● **Your objective**: Collect all lines from the listing that include the string "CustomDurations".

● **Data listing**:
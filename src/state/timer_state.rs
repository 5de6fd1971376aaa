//! Pomodoro timer state machine
//!
//! `TimerState` is the single authoritative owner of mode, period, countdown
//! and cycle counter. Every control operation runs to completion on `&mut self`;
//! readers only ever see a [`TimerSnapshot`].

use serde::{Deserialize, Serialize};

use super::presets::{CustomDurations, CustomInputs, Mode, Period, Preset};

/// Every fourth completed work period is followed by a long break
pub const CYCLES_PER_LONG_BREAK: u32 = 4;

#[derive(Debug, Clone, PartialEq)]
pub struct TimerState {
    pub mode: Mode,
    pub period: Period,
    pub remaining_seconds: u64,
    pub running: bool,
    pub completed_work_cycles: u32,
    pub custom: CustomDurations,
    pub custom_inputs: CustomInputs,
    pub editing_custom: bool,
    /// Bumped by every user control; ticks carrying an older epoch are dropped
    epoch: u64,
}

/// Result of feeding one elapsed second into the state machine
#[derive(Debug, Clone, Copy, PartialEq, Eq)]
pub enum TickOutcome {
    /// Stale epoch or paused
    Ignored,
    Counted,
    /// Countdown hit zero and the period advanced
    Expired { next: Period },
}

impl TimerState {
    /// Paused at the start of a work period in the given mode
    pub fn new(mode: Mode) -> Self {
        let custom = CustomDurations::default();
        let mut state = Self {
            mode,
            period: Period::Work,
            remaining_seconds: 0,
            running: false,
            completed_work_cycles: 0,
            custom,
            custom_inputs: CustomInputs::from_durations(&custom),
            editing_custom: mode == Mode::Custom,
            epoch: 0,
        };
        state.remaining_seconds = state.period_seconds(Period::Work);
        state
    }

    pub fn epoch(&self) -> u64 {
        self.epoch
    }

    /// Durations in effect for the current mode
    pub fn effective_preset(&self) -> Preset {
        self.mode.preset().unwrap_or(self.custom)
    }

    pub fn duration_minutes(&self, period: Period) -> u32 {
        self.effective_preset().minutes(period)
    }

    fn period_seconds(&self, period: Period) -> u64 {
        u64::from(self.duration_minutes(period)) * 60
    }

    /// Elapsed fraction of the work period; 0 during breaks or while paused
    pub fn progress_fraction(&self) -> f64 {
        if self.period != Period::Work || !self.running {
            return 0.0;
        }
        let total = self.period_seconds(Period::Work) as f64;
        if total <= 0.0 {
            return 0.0;
        }
        ((total - self.remaining_seconds as f64) / total).clamp(0.0, 1.0)
    }

    pub fn display_label(&self) -> &'static str {
        self.period.label()
    }

    /// Remaining time as zero-padded `MM:SS`
    pub fn clock(&self) -> String {
        format_clock(self.remaining_seconds)
    }

    fn bump_epoch(&mut self) {
        self.epoch = self.epoch.wrapping_add(1);
    }

    /// Toggle between running and paused; remaining time is kept as-is.
    pub fn start_or_pause(&mut self) -> bool {
        self.bump_epoch();
        self.running = !self.running;
        self.running
    }

    /// Refill the current period and pause
    pub fn reset(&mut self) {
        self.bump_epoch();
        self.remaining_seconds = self.period_seconds(self.period);
        self.running = false;
    }

    /// Advance to the next period without waiting for expiry
    pub fn skip(&mut self) -> Period {
        self.bump_epoch();
        self.advance_period()
    }

    fn advance_period(&mut self) -> Period {
        let next = match self.period {
            Period::Work => {
                self.completed_work_cycles = self.completed_work_cycles.saturating_add(1);
                if self.completed_work_cycles % CYCLES_PER_LONG_BREAK == 0 {
                    Period::LongBreak
                } else {
                    Period::ShortBreak
                }
            }
            Period::ShortBreak | Period::LongBreak => Period::Work,
        };
        self.period = next;
        self.remaining_seconds = self.period_seconds(next);
        next
    }

    /// Count one elapsed second issued under `epoch`
    pub fn tick(&mut self, epoch: u64) -> TickOutcome {
        if epoch != self.epoch || !self.running {
            return TickOutcome::Ignored;
        }
        self.remaining_seconds = self.remaining_seconds.saturating_sub(1);
        if self.remaining_seconds == 0 {
            TickOutcome::Expired {
                next: self.advance_period(),
            }
        } else {
            TickOutcome::Counted
        }
    }

    /// Switch mode and restart from a fresh work period.
    ///
    /// Named modes overwrite the custom durations with their preset so the
    /// editor opens pre-filled with whatever was last in effect.
    pub fn change_mode(&mut self, mode: Mode) {
        let was_running = self.running;
        self.running = false;
        self.bump_epoch();

        self.mode = mode;
        self.period = Period::Work;
        match mode.preset() {
            Some(preset) => {
                self.editing_custom = false;
                self.custom = preset;
                self.custom_inputs = CustomInputs::from_durations(&preset);
            }
            None => self.editing_custom = true,
        }
        self.remaining_seconds = self.period_seconds(Period::Work);
        self.running = was_running;
    }

    /// Commit raw input for one custom duration. Returns the stored minutes,
    /// or `None` when the timer is not in custom mode.
    ///
    /// The running countdown is untouched until the next reset, period change
    /// or [`apply_custom_durations`](Self::apply_custom_durations).
    pub fn set_custom_duration(&mut self, period: Period, raw: &str) -> Option<u32> {
        if self.mode != Mode::Custom {
            return None;
        }
        let minutes = period.commit_minutes(raw);
        self.custom.set_minutes(period, minutes);
        self.custom_inputs.set(period, minutes.to_string());
        Some(minutes)
    }

    /// Close the custom editor and refill the current period with its
    /// (possibly new) duration. Running state is kept.
    pub fn apply_custom_durations(&mut self) {
        self.bump_epoch();
        self.editing_custom = false;
        self.remaining_seconds = self.period_seconds(self.period);
    }

    /// Clear the completed-cycle counter; `false` if it was already zero
    pub fn reset_cycle_counter(&mut self) -> bool {
        if self.completed_work_cycles == 0 {
            return false;
        }
        self.completed_work_cycles = 0;
        true
    }

    pub fn snapshot(&self) -> TimerSnapshot {
        TimerSnapshot {
            mode: self.mode,
            mode_label: self.mode.label().to_string(),
            period: self.period,
            display_label: self.display_label().to_string(),
            remaining_seconds: self.remaining_seconds,
            clock: self.clock(),
            running: self.running,
            completed_work_cycles: self.completed_work_cycles,
            progress_fraction: self.progress_fraction(),
            preset_summary: self.effective_preset().summary(),
            custom: self.custom,
            custom_inputs: self.custom_inputs.clone(),
            editing_custom: self.editing_custom,
            epoch: self.epoch,
        }
    }
}

impl Default for TimerState {
    fn default() -> Self {
        Self::new(Mode::default())
    }
}

/// Read-only view published to subscribers after every transition
#[derive(Debug, Clone, PartialEq, Serialize, Deserialize)]
pub struct TimerSnapshot {
    pub mode: Mode,
    pub mode_label: String,
    pub period: Period,
    pub display_label: String,
    pub remaining_seconds: u64,
    pub clock: String,
    pub running: bool,
    pub completed_work_cycles: u32,
    pub progress_fraction: f64,
    pub preset_summary: String,
    pub custom: CustomDurations,
    pub custom_inputs: CustomInputs,
    pub editing_custom: bool,
    #[serde(skip)]
    pub epoch: u64,
}

impl Default for TimerSnapshot {
    fn default() -> Self {
        TimerState::default().snapshot()
    }
}

/// Format seconds as "MM:SS"
pub fn format_clock(total_seconds: u64) -> String {
    format!("{:02}:{:02}", total_seconds / 60, total_seconds % 60)
}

● **Solution to the problem**:
use super::presets::{CustomDurations, CustomInputs, Mode, Period, Preset};
    pub custom: CustomDurations,
        let custom = CustomDurations::default();
    pub custom: CustomDurations,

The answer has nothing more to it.